Zwar sei der Beklagte nicht Kaufmann im Sinne des Handelsgesetzbuches. Die Grundsätze über Schweigen auf ein Bestätigungsschreiben fänden jedoch auch auf einen Nichtkaufmann Anwendung, wenn im einzelnen Fall Treu und Glauben einen ausdrücklichen Widerspruch verlangten. So sei es hier. Der Beklagte habe sich sagen müssen, daß die Klägerin nur unter der im Schreiben vom 26. Mai 1961 wiedergegebenen Voraussetzung zur Lieferung von Baustoffen bereit sei und sein Schweigen dahin auslegen werde; sie könne ohne Gefahr liefern, weil er die Rechnungen bezahle. Der Beklagte habe das Schreiben auch dann noch unbeantwortet gelassen, als die Buchhalterin der Klägerin die Bezahlung der Rechnungen anmahnte. Von diesen Mahnungen habe der Beklagte nach der Überzeugung des Berufungsgerichts Kenntnis erhalten. Er habe die Klägerin, die darauf vertraute und darauf vertrauen durfte, W. werde ebenso wie früher M. die Rechnungen an den Beklagten weiterleiten, nicht darüber aufgeklärt, daß er von W. die Rechnungen nicht erhalten habe.

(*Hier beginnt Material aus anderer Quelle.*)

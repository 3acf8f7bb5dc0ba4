//! # JSON Loading
//!
//! Reads UTF-8 JSON documents from disk into `serde_json::Value`, mapping
//! every failure onto [`LoadError`].

use std::path::Path;

use serde_json::Value;

use crate::bundle::Bundle;
use crate::error::LoadError;

/// Load and parse a JSON document.
///
/// # Errors
///
/// Returns [`LoadError::NotFound`] if `path` does not exist,
/// [`LoadError::Read`] if it cannot be read as UTF-8 text, and
/// [`LoadError::Parse`] if the contents are not valid JSON.
pub fn load_json(path: &Path) -> Result<Value, LoadError> {
    if !path.exists() {
        return Err(LoadError::NotFound {
            path: path.to_path_buf(),
        });
    }

    let content = std::fs::read_to_string(path).map_err(|source| LoadError::Read {
        path: path.to_path_buf(),
        source,
    })?;

    serde_json::from_str(&content).map_err(|source| LoadError::Parse {
        path: path.to_path_buf(),
        source,
    })
}

/// Load a bundle document and decode it into the typed [`Bundle`] view.
///
/// Decoding is lenient; only the file load itself can fail.
pub fn load_bundle(path: &Path) -> Result<Bundle, LoadError> {
    let value = load_json(path)?;
    let bundle = Bundle::from_value(value);
    tracing::debug!(
        path = %path.display(),
        bundle_id = bundle.bundle_id.as_deref().unwrap_or("-"),
        version = bundle.version.as_deref().unwrap_or("-"),
        entities = bundle.entities.len(),
        "loaded bundle"
    );
    Ok(bundle)
}

#[cfg(test)]
mod tests {
    use super::*;

    #[test]
    fn load_json_missing_file_is_not_found() {
        let dir = tempfile::tempdir().unwrap();
        let path = dir.path().join("absent.json");
        let err = load_json(&path).unwrap_err();
        assert!(matches!(err, LoadError::NotFound { .. }), "got: {err}");
        assert_eq!(err.path(), path.as_path());
        assert!(err.to_string().contains("absent.json"));
    }

    #[test]
    fn load_json_invalid_content_is_parse_error() {
        let dir = tempfile::tempdir().unwrap();
        let path = dir.path().join("broken.json");
        std::fs::write(&path, b"{\"entities\": [").unwrap();
        let err = load_json(&path).unwrap_err();
        assert!(matches!(err, LoadError::Parse { .. }), "got: {err}");
        assert!(err.to_string().starts_with("invalid JSON in "));
    }

    #[test]
    fn load_json_reads_valid_document() {
        let dir = tempfile::tempdir().unwrap();
        let path = dir.path().join("ok.json");
        std::fs::write(&path, br#"{"entities": []}"#).unwrap();
        let value = load_json(&path).unwrap();
        assert!(value["entities"].as_array().unwrap().is_empty());
    }

    #[test]
    fn load_bundle_decodes_entities() {
        let dir = tempfile::tempdir().unwrap();
        let path = dir.path().join("bundle.json");
        std::fs::write(
            &path,
            br#"{"bundle_id": "core", "entities": [{"id": "bone.radius"}]}"#,
        )
        .unwrap();
        let bundle = load_bundle(&path).unwrap();
        assert_eq!(bundle.bundle_id.as_deref(), Some("core"));
        assert_eq!(bundle.entities.len(), 1);
        assert_eq!(bundle.entities[0].id, "bone.radius");
    }

    #[test]
    fn load_bundle_directory_path_is_read_error() {
        let dir = tempfile::tempdir().unwrap();
        let err = load_bundle(dir.path()).unwrap_err();
        assert!(matches!(err, LoadError::Read { .. }), "got: {err}");
    }
}
//! # Schema Validation
//!
//! Validation of JSON documents against a JSON Schema (Draft 2020-12)
//! compiled once per run.
//!
//! ## Schema Resolution
//!
//! Internal `$ref`s (`#/$defs/<name>`) are resolved by the jsonschema crate
//! natively. External relative `$ref`s such as `"entity.schema.json"` are
//! resolved by [`SiblingSchemaRetriever`] against the directory holding the
//! root schema. Remote URIs fall back to a file of the same name in that
//! directory; no network request is ever made.
//!
//! ## Ordering
//!
//! The jsonschema crate does not promise an order for `iter_errors`.
//! Violations are sorted by instance path (stable, so equal paths keep the
//! validator's order) and documents by file path, which makes the report a
//! pure function of the inputs.

use std::cmp::Ordering;
use std::fmt;
use std::path::{Path, PathBuf};

use anatomy_core::{load_json, LoadError, Mark, Report};
use serde_json::Value;
use thiserror::Error;

use crate::discover::discover_json_files;

/// Errors that abort schema validation before a report is produced.
#[derive(Error, Debug)]
pub enum SchemaValidationError {
    /// The schema or a data document could not be loaded.
    #[error(transparent)]
    Load(#[from] LoadError),

    /// The schema parsed as JSON but could not be compiled into a validator.
    #[error("failed to compile schema {path}: {reason}")]
    SchemaCompile {
        /// Path or identifier of the schema.
        path: String,
        /// Human-readable reason from the compiler.
        reason: String,
    },
}

/// One step from the document root to a violating value.
#[derive(Debug, Clone, PartialEq, Eq, PartialOrd, Ord, Hash)]
pub enum PathSegment {
    /// Array index.
    Index(usize),
    /// Object key.
    Key(String),
}

impl PathSegment {
    /// Decode one RFC 6901 reference token.
    fn from_token(token: &str) -> Self {
        let is_index = !token.is_empty()
            && token.bytes().all(|b| b.is_ascii_digit())
            && (token == "0" || !token.starts_with('0'));
        if is_index {
            if let Ok(index) = token.parse() {
                return Self::Index(index);
            }
        }
        Self::Key(token.replace("~1", "/").replace("~0", "~"))
    }
}

impl fmt::Display for PathSegment {
    fn fmt(&self, f: &mut fmt::Formatter<'_>) -> fmt::Result {
        match self {
            Self::Index(i) => write!(f, "{i}"),
            Self::Key(k) => f.write_str(k),
        }
    }
}

/// Split a JSON Pointer (`/entities/0/id`) into path segments.
fn parse_pointer(pointer: &str) -> Vec<PathSegment> {
    if pointer.is_empty() {
        return Vec::new();
    }
    pointer
        .split('/')
        .skip(1)
        .map(PathSegment::from_token)
        .collect()
}

/// A single schema non-conformance finding.
#[derive(Debug, Clone, PartialEq, Eq)]
pub struct Violation {
    /// Segments from the document root to the violating value. Empty for
    /// root-level violations.
    pub path: Vec<PathSegment>,
    /// Human-readable description, as produced by the validator.
    pub message: String,
}

impl Violation {
    /// The path rendered as `entities/0/id`, or `None` at the document root.
    pub fn location(&self) -> Option<String> {
        if self.path.is_empty() {
            return None;
        }
        let joined = self
            .path
            .iter()
            .map(ToString::to_string)
            .collect::<Vec<_>>()
            .join("/");
        Some(joined)
    }

    /// Compare by path only. Shorter prefixes sort first.
    pub fn cmp_path(&self, other: &Self) -> Ordering {
        self.path.cmp(&other.path)
    }
}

Der Beklagte könne nicht geltend machen, daß er sich der rechtlichen Bedeutung seines Schweigens nicht bewußt gewesen sei. Als Wirtschaftsprüfer sei er mit den Gepflogenheiten des kaufmännischen Verkehrs vertraut. Bei dieser Sachlage hätte es an ihm gelegen, sich statt mit W. mit dem Inhaber der Klägerin selbst in Verbindung zu setzen.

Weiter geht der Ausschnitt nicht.